Why not just build every pipeline we could ever possibly need? Load time. X-Plane can build hundreds of thousands of pipelines depending on rendering settings, scenery packs, custom aircraft, etc. We actually did “just build everything” early in our development process and the sim could take half an hour to load.

So we try to build only the pipelines we need. If we build too many, we slow load, and if we build too low, you see this error.

What Do You Do When You See This Error?

On Windows and Linux, it’s really easy: close the alert box and when the auto crash report form comes up, please press “send”. Don’t bother with you email or a message; everything we need to kill this bug is already in the auto report! (Jennifer’s edit: please DO include your email address with any auto report if you want us to be able to confirm we have your specific report!
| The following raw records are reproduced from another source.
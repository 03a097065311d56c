// Copyright 2025 The Weft Authors.
//
// Licensed under the Apache License, Version 2.0 (the "License");
// you may not use this file except in compliance with the License.
// You may obtain a copy of the License at
//
//     http://www.apache.org/licenses/LICENSE-2.0
//
// Unless required by applicable law or agreed to in writing, software
// distributed under the License is distributed on an "AS IS" BASIS,
// WITHOUT WARRANTIES OR CONDITIONS OF ANY KIND, either express or implied.
// See the License for the specific language governing permissions and
// limitations under the License.

//! Grapheme cluster segmentation and terminal display-width measurement.
//!
//! The unit of text here is the grapheme cluster (UAX #29): one or more
//! scalar values rendering as one user-perceived character. Each cluster
//! occupies 0, 1, or 2 terminal cells, except `\t`, which advances to the
//! next tab stop. Malformed UTF-8 never panics: every invalid sequence
//! decodes as one replacement cluster of width 1.

use std::str;

use unicode_segmentation::UnicodeSegmentation;
use unicode_width::UnicodeWidthChar;

/// The replacement character emitted for malformed UTF-8.
pub const REPLACEMENT: char = '\u{FFFD}';

/// How East Asian Ambiguous characters are measured.
///
/// `Unicode` follows UAX #11 recommendations (ambiguous = narrow), which
/// modern terminals use. `WcWidth` treats ambiguous characters as wide,
/// matching legacy wcwidth(3) in CJK locales.
#[derive(Clone, Copy, Debug, PartialEq, Eq)]
pub enum WidthMethod {
    Unicode,
    WcWidth,
}

impl Default for WidthMethod {
    fn default() -> WidthMethod {
        WidthMethod::Unicode
    }
}

#[inline]
fn is_regional_indicator(c: char) -> bool {
    ('\u{1F1E6}'..='\u{1F1FF}').contains(&c)
}

/// Display width of a single scalar value, ignoring tab and position.
///
/// Control characters and other unprintables measure 0; the replacement
/// character is pinned to 1 under both methods.
pub fn char_width(c: char, method: WidthMethod) -> usize {
    if c == REPLACEMENT {
        return 1;
    }
    let w = match method {
        WidthMethod::Unicode => UnicodeWidthChar::width(c),
        WidthMethod::WcWidth => UnicodeWidthChar::width_cjk(c),
    };
    w.unwrap_or(0)
}

/// Columns a `\t` starting at `col` advances: to the next multiple of
/// `tab_width`. `tab_width` must be nonzero.
#[inline]
pub fn tab_advance(col: usize, tab_width: usize) -> usize {
    debug_assert!(tab_width > 0);
    tab_width - col % tab_width
}

/// Display width of one grapheme cluster (no tabs, position-independent):
/// the width of the first nonzero-width scalar, except that a
/// Regional-Indicator pair (flag emoji) is wide.
pub fn cluster_width(cluster: &str, method: WidthMethod) -> usize {
    let mut chars = cluster.chars();
    let first = match chars.next() {
        Some(c) => c,
        None => return 0,
    };
    if is_regional_indicator(first) && chars.clone().next().map_or(false, is_regional_indicator) {
        return 2;
    }
    let mut w = char_width(first, method);
    let mut rest = chars;
    while w == 0 {
        match rest.next() {
            Some(c) => w = char_width(c, method),
            None => return 0,
        }
    }
    w
}

/// One grapheme cluster located in the source bytes.
#[derive(Clone, Copy, Debug, PartialEq, Eq)]
pub struct Cluster {
    pub byte_start: usize,
    pub byte_len: usize,
    /// Display width in columns: 0, 1, 2, or a tab advance.
    pub width: usize,
}

impl Cluster {
    pub fn byte_end(&self) -> usize {
        self.byte_start + self.byte_len
    }
}

/// Lazy cluster sequence over raw bytes.
///
/// Tracks the running column so tab clusters measure their actual
/// advance; `start_col` seeds the position for byte ranges that do not
/// begin a line.
pub struct Clusters<'a> {
    bytes: &'a [u8],
    pos: usize,
    col: usize,
    tab_width: usize,
    method: WidthMethod,
    /// The validated UTF-8 run starting at `pos`; empty means the decoder
    /// must look ahead again.
    valid: &'a str,
}

impl<'a> Clusters<'a> {
    pub fn new(bytes: &'a [u8], tab_width: usize, method: WidthMethod) -> Clusters<'a> {
        Clusters::with_start_col(bytes, 0, tab_width, method)
    }

    pub fn with_start_col(
        bytes: &'a [u8],
        start_col: usize,
        tab_width: usize,
        method: WidthMethod,
    ) -> Clusters<'a> {
        Clusters { bytes, pos: 0, col: start_col, tab_width, method, valid: "" }
    }

    /// The column just past the last yielded cluster.
    pub fn col(&self) -> usize {
        self.col
    }

    fn refill(&mut self) -> Option<Cluster> {
        debug_assert!(self.valid.is_empty());
        match str::from_utf8(&self.bytes[self.pos..]) {
            Ok(s) => {
                self.valid = s;
                None
            }
            Err(e) => {
                if e.valid_up_to() > 0 {
                    self.valid =
                        str::from_utf8(&self.bytes[self.pos..self.pos + e.valid_up_to()])
                            .expect("validated prefix");
                    None
                } else {
                    // Emit the invalid sequence as one replacement cluster.
                    let len = e.error_len().unwrap_or(self.bytes.len() - self.pos);
                    let cluster = Cluster { byte_start: self.pos, byte_len: len, width: 1 };
                    self.pos += len;
                    self.col += 1;
                    Some(cluster)
                }
            }
        }
    }
}

impl<'a> Iterator for Clusters<'a> {
    type Item = Cluster;

    fn next(&mut self) -> Option<Cluster> {
        if self.pos >= self.bytes.len() {
            return None;
        }
        if self.valid.is_empty() {
            if let Some(replacement) = self.refill() {
                return Some(replacement);
            }
            if self.pos >= self.bytes.len() {
                return None;
            }
        }
        let cluster_str = self.valid.graphemes(true).next().expect("nonempty valid run");
        let byte_start = self.pos;
        let byte_len = cluster_str.len();
        let width = if cluster_str == "\t" {
            tab_advance(self.col, self.tab_width)
        } else {
            cluster_width(cluster_str, self.method)
        };
        self.pos += byte_len;
        self.col += width;
        self.valid = &self.valid[byte_len..];
        Some(Cluster { byte_start, byte_len, width })
    }
}

/// Total display width of `bytes` starting at column 0.
pub fn measure_width(bytes: &[u8], tab_width: usize, method: WidthMethod) -> usize {
    let mut clusters = Clusters::new(bytes, tab_width, method);
    let mut total = 0;
    for cluster in &mut clusters {
        total += cluster.width;
    }
    total
}

/// Number of grapheme clusters in `bytes`.
pub fn count_clusters(bytes: &[u8], method: WidthMethod) -> usize {
    Clusters::new(bytes, 8, method).count()
}

#[cfg(test)]
mod tests {
    use super::*;

    fn widths(s: &str) -> Vec<usize> {
        Clusters::new(s.as_bytes(), 4, WidthMethod::Unicode).map(|c| c.width).collect()
    }

    #[test]
    fn ascii_is_one_column_each() {
        assert_eq!(widths("abc"), vec![1, 1, 1]);
        assert_eq!(measure_width(b"hello", 4, WidthMethod::Unicode), 5);
    }

    #[test]
    fn cjk_is_wide() {
        assert_eq!(widths("歴史"), vec![2, 2]);
        assert_eq!(measure_width("科学的".as_bytes(), 4, WidthMethod::Unicode), 6);
    }

    #[test]
    fn combining_marks_join_their_base() {
        // e + U+0301 is one cluster of width 1.
        let s = "e\u{0301}x";
        assert_eq!(widths(s), vec![1, 1]);
        assert_eq!(count_clusters(s.as_bytes(), WidthMethod::Unicode), 2);
    }

    #[test]
    fn flag_emoji_is_one_wide_cluster() {
        let flag = "\u{1F1EF}\u{1F1F5}"; // JP
        assert_eq!(widths(flag), vec![2]);
        assert_eq!(count_clusters(flag.as_bytes(), WidthMethod::Unicode), 1);
    }

    #[test]
    fn tab_advances_to_next_stop() {
        // "AB\tCD" with tab width 4: the tab starts at column 2 and fills
        // columns 2 and 3.
        assert_eq!(widths("AB\tCD"), vec![1, 1, 2, 1, 1]);
        assert_eq!(measure_width(b"AB\tCD", 4, WidthMethod::Unicode), 6);
        // At a stop boundary the tab advances a full stop.
        assert_eq!(widths("ABCD\tE"), vec![1, 1, 1, 1, 4, 1]);
    }

    #[test]
    fn start_col_offsets_tab_stops() {
        let mut clusters = Clusters::with_start_col(b"\tX", 3, 4, WidthMethod::Unicode);
        let tab = clusters.next().unwrap();
        assert_eq!(tab.width, 1);
        assert_eq!(clusters.next().unwrap().width, 1);
        assert_eq!(clusters.col(), 5);
    }

    #[test]
    fn malformed_bytes_become_replacement_clusters() {
        let bytes = b"a\xFF\xFEb";
        let clusters: Vec<Cluster> =
            Clusters::new(bytes, 4, WidthMethod::Unicode).collect();
        assert_eq!(clusters.len(), 4);
        assert!(clusters.iter().all(|c| c.width == 1));
        assert_eq!(clusters[1].byte_len, 1);
        // Truncated multibyte sequence at the end.
        let tail = b"ok\xE4\xB8";
        let clusters: Vec<Cluster> = Clusters::new(tail, 4, WidthMethod::Unicode).collect();
        assert_eq!(clusters.last().unwrap().byte_len, 2);
        assert_eq!(clusters.last().unwrap().width, 1);
    }

    #[test]
    fn replacement_char_is_width_one_under_both_methods() {
        assert_eq!(char_width(REPLACEMENT, WidthMethod::Unicode), 1);
        assert_eq!(char_width(REPLACEMENT, WidthMethod::WcWidth), 1);
    }

    #[test]
    fn wcwidth_widens_ambiguous() {
        // U+00B1 PLUS-MINUS SIGN is East Asian Ambiguous.
        assert_eq!(char_width('±', WidthMethod::Unicode), 1);
        assert_eq!(char_width('±', WidthMethod::WcWidth), 2);
    }

    #[test]
    fn zero_width_scalars_measure_zero() {
        assert_eq!(char_width('\u{200B}', WidthMethod::Unicode), 0);
        assert_eq!(char_width('\u{0301}', WidthMethod::Unicode), 0);
        assert_eq!(cluster_width("\u{0301}", WidthMethod::Unicode), 0);
    }

    #[test]
    fn concat_stability_at_cluster_boundaries() {
        let s = "ae\u{0301}歴\tb";
        let whole: Vec<Cluster> = Clusters::new(s.as_bytes(), 4, WidthMethod::Unicode).collect();
        for cluster in &whole {
            let split = cluster.byte_start;
            let left: Vec<Cluster> =
                Clusters::new(&s.as_bytes()[..split], 4, WidthMethod::Unicode).collect();
            let right_start_col: usize = left.iter().map(|c| c.width).sum();
            let right: Vec<Cluster> = Clusters::with_start_col(
                &s.as_bytes()[split..],
                right_start_col,
                4,
                WidthMethod::Unicode,
            )
            .collect();
            let rejoined: Vec<(usize, usize)> = left
                .iter()
                .map(|c| (c.byte_start, c.width))
                .chain(right.iter().map(|c| (c.byte_start + split, c.width)))
                .collect();
            let expected: Vec<(usize, usize)> =
                whole.iter().map(|c| (c.byte_start, c.width)).collect();
            assert_eq!(rejoined, expected, "split at {}", split);
        }
    }
}
// Copyright 2025 The Weft Authors.
//
// Licensed under the Apache License, Version 2.0 (the "License");
// you may not use this file except in compliance with the License.
// You may obtain a copy of the License at
//
//     http://www.apache.org/licenses/LICENSE-2.0
//
// Unless required by applicable law or agreed to in writing, software
// distributed under the License is distributed on an "AS IS" BASIS,
// WITHOUT WARRANTIES OR CONDITIONS OF ANY KIND, either express or implied.
// See the License for the specific language governing permissions and
// limitations under the License.

//! Buffer configuration.

use serde::{Deserialize, Serialize};

use weft_unicode::WidthMethod;

/// Settings fixed at buffer creation. Wrap settings deliberately live on
/// the view, not here.
#[derive(Clone, Copy, Debug, Deserialize, Serialize)]
#[serde(default)]
pub struct BufferConfig {
    pub tab_width: usize,
    #[serde(with = "width_method_serde")]
    pub width_method: WidthMethod,
    pub max_undo_depth: usize,
}

impl Default for BufferConfig {
    fn default() -> BufferConfig {
        BufferConfig {
            tab_width: 4,
            width_method: WidthMethod::Unicode,
            max_undo_depth: weft_rope::DEFAULT_MAX_UNDO_DEPTH,
        }
    }
}

mod width_method_serde {
    use serde::{Deserialize, Deserializer, Serialize, Serializer};
    use weft_unicode::WidthMethod;

    #[derive(Deserialize, Serialize)]
    #[serde(rename_all = "snake_case")]
    enum Repr {
        Unicode,
        Wcwidth,
    }

    pub fn serialize<S: Serializer>(m: &WidthMethod, s: S) -> Result<S::Ok, S::Error> {
        let repr = match m {
            WidthMethod::Unicode => Repr::Unicode,
            WidthMethod::WcWidth => Repr::Wcwidth,
        };
        repr.serialize(s)
    }

    pub fn deserialize<'de, D: Deserializer<'de>>(d: D) -> Result<WidthMethod, D::Error> {
        Ok(match Repr::deserialize(d)? {
            Repr::Unicode => WidthMethod::Unicode,
            Repr::Wcwidth => WidthMethod::WcWidth,
        })
    }
}

#[cfg(test)]
mod tests {
    use super::*;

    #[test]
    fn defaults() {
        let config = BufferConfig::default();
        assert_eq!(config.tab_width, 4);
        assert_eq!(config.width_method, WidthMethod::Unicode);
    }

    #[test]
    fn deserializes_partial_config() {
        let config: BufferConfig =
            serde_json::from_str(r#"{"tab_width": 8, "width_method": "wcwidth"}"#).unwrap();
        assert_eq!(config.tab_width, 8);
        assert_eq!(config.width_method, WidthMethod::WcWidth);
    }
}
This is the only way we have of identifying who it came from.)

The good news is: the auto crash reports for the pipeline crashes are insanely easy to find and fix.

Mac users: if you see one of these, we need the Apple crash report – please send it in a bug report.

(1) for the plugin developers that know some OpenGL: a pipeline is basically a GLprogram (shader) plus a bunch of the fixed function state that goes with it: blending, depth/stencil, vertex format, FBO format, and some rando stuff thrown in.

The idea is to have the pipeline contain so much information that there is no risk that the driver has to build two hardware shaders for one Vulkan shader (to cope with other fixed function state) no matter how weird the hardware is.

On lots of actual hardware, the pipeline has stuff that’s not actually in the shader, but some surprising things, like vertex format, actually often are.